Saved data entries
use bsp_raycast::{BspTree, BuildConfig, RayIdGenerator, RayQuery, Real, TriangleFlags};
use bsp_raycast_viz::{
    draw_hit, draw_pick_ui, draw_stats, report_pick, OrbitCamera, SceneMesh, TreeNavigator,
};
use macroquad::prelude::*;
use nalgebra::{Point3, Rotation3, Unit, Vector3};

/// Generates the complex scene with two cubes and a floor.
fn generate_complex_scene() -> SceneMesh {
    let mut scene = SceneMesh::new();
    let solid = TriangleFlags::GEOMETRY | TriangleFlags::CAST_SHADOWS;

    // First cube: rotated around all three axes
    let rot_x = Rotation3::from_axis_angle(&Unit::new_normalize(Vector3::x()), 0.3);
    let rot_y = Rotation3::from_axis_angle(&Unit::new_normalize(Vector3::y()), 0.4);
    let rot_z = Rotation3::from_axis_angle(&Unit::new_normalize(Vector3::z()), 0.25);
    let rotation = rot_z * rot_y * rot_x;
    scene.push_cube(Point3::new(-1.0, 0.0, 0.0), 0.8, &rotation, solid);

    // Second cube: axis-aligned
    scene.push_cube(Point3::new(1.0, 0.0, 0.0), 0.8, &Rotation3::identity(), solid);

    // Floor at y = -1, receives but does not cast
    let floor: [Point3<Real>; 4] = [
        Point3::new(-1.5, -1.0, 1.5),
        Point3::new(1.5, -1.0, 1.5),
        Point3::new(1.5, -1.0, -1.5),
        Point3::new(-1.5, -1.0, -1.5),
    ];
    scene.push_quad(floor, TriangleFlags::GEOMETRY | TriangleFlags::RECEIVE_CAUSTICS);

    scene
}

#[macroquad::main("BSP Complex Scene")]
async fn main() {
    println!("Generating complex scene...");
    let scene = generate_complex_scene();
    let mesh = match scene.mesh_ref() {
        Ok(mesh) => mesh,
        Err(err) => {
            println!("Invalid scene mesh: {err}");
            return;
        }
    };
    println!("Created {} triangles (2 cubes + 1 floor)", mesh.triangles().len());

    println!("Building BSP tree...");
    let tree = match BspTree::build(mesh, BuildConfig::new(8, 2)) {
        Ok(tree) => tree,
        Err(err) => {
            println!("Tree build failed: {err}");
            return;
        }
    };
    println!("BSP tree built: {}", tree.stats());

    let mut camera = OrbitCamera::new(5.0, 0.4, 0.4).with_zoom(0.5, 2.0, 20.0);
    let mut navigator = TreeNavigator::new();
    let ids = RayIdGenerator::new();
    let mut shadow_only = false;
    let mut picked = None;

    loop {
        camera.update();
        navigator.update(&tree);
        if is_key_pressed(KeyCode::S) {
            shadow_only = !shadow_only;
        }

        if is_mouse_button_pressed(MouseButton::Right) {
            let ray = camera.pick_ray(mouse_position().into(), &ids);
            let query = if shadow_only {
                RayQuery::new().with_filter(TriangleFlags::CAST_SHADOWS)
            } else {
                RayQuery::new()
            };
            picked = report_pick(tree.intersect(&ray, &query)).map(|hit| (ray, hit));
        }

        clear_background(Color::from_rgba(20, 20, 30, 255));
        set_camera(&camera.to_camera3d());

        navigator.render(&tree);
        if let Some((ray, hit)) = &picked {
            draw_hit(ray, hit);
        }

        draw_line_3d(vec3(0.0, 0.0, 0.0), vec3(1.0, 0.0, 0.0), RED);
        draw_line_3d(vec3(0.0, 0.0, 0.0), vec3(0.0, 1.0, 0.0), GREEN);
        draw_line_3d(vec3(0.0, 0.0, 0.0), vec3(0.0, 0.0, 1.0), BLUE);

        set_default_camera();

        draw_text(
            &format!("BSP Complex Scene - {} triangles", mesh.triangles().len()),
            10.0,
            25.0,
            20.0,
            WHITE,
        );
        let y = draw_stats(tree.stats(), 45.0);

        navigator.draw_ui(&tree, y + 10.0);

        draw_pick_ui(picked.as_ref().map(|(_, hit)| hit), y + 95.0);
        draw_text(
            &format!("[S]hadow casters only: {}", if shadow_only { "on" } else { "off" }),
            10.0,
            y + 115.0,
            16.0,
            DARKGRAY,
        );
        draw_text("Drag mouse to rotate, scroll to zoom", 10.0, y + 135.0, 16.0, DARKGRAY);
        draw_text(&format!("FPS: {}", get_fps()), 10.0, y + 155.0, 16.0, DARKGRAY);

        next_frame().await
    }
}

* WORK REQUEST *
Go through the records and copy all of them exactly.

* OUTPUT FOR THIS TASK *
use bsp_raycast::{BspTree, BuildConfig, RayIdGenerator, RayQuery, Real, TriangleFlags};
use bsp_raycast_viz::{
    draw_hit, draw_pick_ui, draw_stats, report_pick, OrbitCamera, SceneMesh, TreeNavigator,
};
use macroquad::prelude::*;
use nalgebra::{Point3, Rotation3, Unit, Vector3};

/// Generates the complex scene with two cubes and a floor.
fn generate_complex_scene() -> SceneMesh {
    let mut scene = SceneMesh::new();
    let solid = TriangleFlags::GEOMETRY | TriangleFlags::CAST_SHADOWS;

    // First cube: rotated around all three axes
    let rot_x = Rotation3::from_axis_angle(&Unit::new_normalize(Vector3::x()), 0.3);
    let rot_y = Rotation3::from_axis_angle(&Unit::new_normalize(Vector3::y()), 0.4);
    let rot_z = Rotation3::from_axis_angle(&Unit::new_normalize(Vector3::z()), 0.25);
    let rotation = rot_z * rot_y * rot_x;
    scene.push_cube(Point3::new(-1.0, 0.0, 0.0), 0.8, &rotation, solid);

    // Second cube: axis-aligned
    scene.push_cube(Point3::new(1.0, 0.0, 0.0), 0.8, &Rotation3::identity(), solid);

    // Floor at y = -1, receives but does not cast
    let floor: [Point3<Real>; 4] = [
        Point3::new(-1.5, -1.0, 1.5),
        Point3::new(1.5, -1.0, 1.5),
        Point3::new(1.5, -1.0, -1.5),
        Point3::new(-1.5, -1.0, -1.5),
    ];
    scene.push_quad(floor, TriangleFlags::GEOMETRY | TriangleFlags::RECEIVE_CAUSTICS);

    scene
}

#[macroquad::main("BSP Complex Scene")]
async fn main() {
    println!("Generating complex scene...");
    let scene = generate_complex_scene();
    let mesh = match scene.mesh_ref() {
        Ok(mesh) => mesh,
        Err(err) => {
            println!("Invalid scene mesh: {err}");
            return;
        }
    };
    println!("Created {} triangles (2 cubes + 1 floor)", mesh.triangles().len());

    println!("Building BSP tree...");
    let tree = match BspTree::build(mesh, BuildConfig::new(8, 2)) {
        Ok(tree) => tree,
        Err(err) => {
            println!("Tree build failed: {err}");
            return;
        }
    };
    println!("BSP tree built: {}", tree.stats());

    let mut camera = OrbitCamera::new(5.0, 0.4, 0.4).with_zoom(0.5, 2.0, 20.0);
    let mut navigator = TreeNavigator::new();
    let ids = RayIdGenerator::new();
    let mut shadow_only = false;
    let mut picked = None;

    loop {
        camera.update();
        navigator.update(&tree);
        if is_key_pressed(KeyCode::S) {
            shadow_only = !shadow_only;
        }

        if is_mouse_button_pressed(MouseButton::Right) {
            let ray = camera.pick_ray(mouse_position().into(), &ids);
            let query = if shadow_only {
                RayQuery::new().with_filter(TriangleFlags::CAST_SHADOWS)
            } else {
                RayQuery::new()
            };
            picked = report_pick(tree.intersect(&ray, &query)).map(|hit| (ray, hit));
        }

        clear_background(Color::from_rgba(20, 20, 30, 255));
        set_camera(&camera.to_camera3d());

        navigator.render(&tree);
        if let Some((ray, hit)) = &picked {
            draw_hit(ray, hit);
        }

        draw_line_3d(vec3(0.0, 0.0, 0.0), vec3(1.0, 0.0, 0.0), RED);
        draw_line_3d(vec3(0.0, 0.0, 0.0), vec3(0.0, 1.0, 0.0), GREEN);
        draw_line_3d(vec3(0.0, 0.0, 0.0), vec3(0.0, 0.0, 1.0), BLUE);

        set_default_camera();

        draw_text(
            &format!("BSP Complex Scene - {} triangles", mesh.triangles().len()),
            10.0,
            25.0,
            20.0,
            WHITE,
        );
        let y = draw_stats(tree.stats(), 45.0);

        navigator.draw_ui(&tree, y + 10.0);

        draw_pick_ui(picked.as_ref().map(|(_, hit)| hit), y + 95.0);
        draw_text(
            &format!("[S]hadow casters only: {}", if shadow_only { "on" } else { "off" }),
            10.0,
            y + 115.0,
            16.0,
            DARKGRAY,
        );
        draw_text("Drag mouse to rotate, scroll to zoom", 10.0, y + 135.0, 16.0, DARKGRAY);
        draw_text(&format!("FPS: {}", get_fps()), 10.0, y + 155.0, 16.0, DARKGRAY);

        next_frame().await
    }
}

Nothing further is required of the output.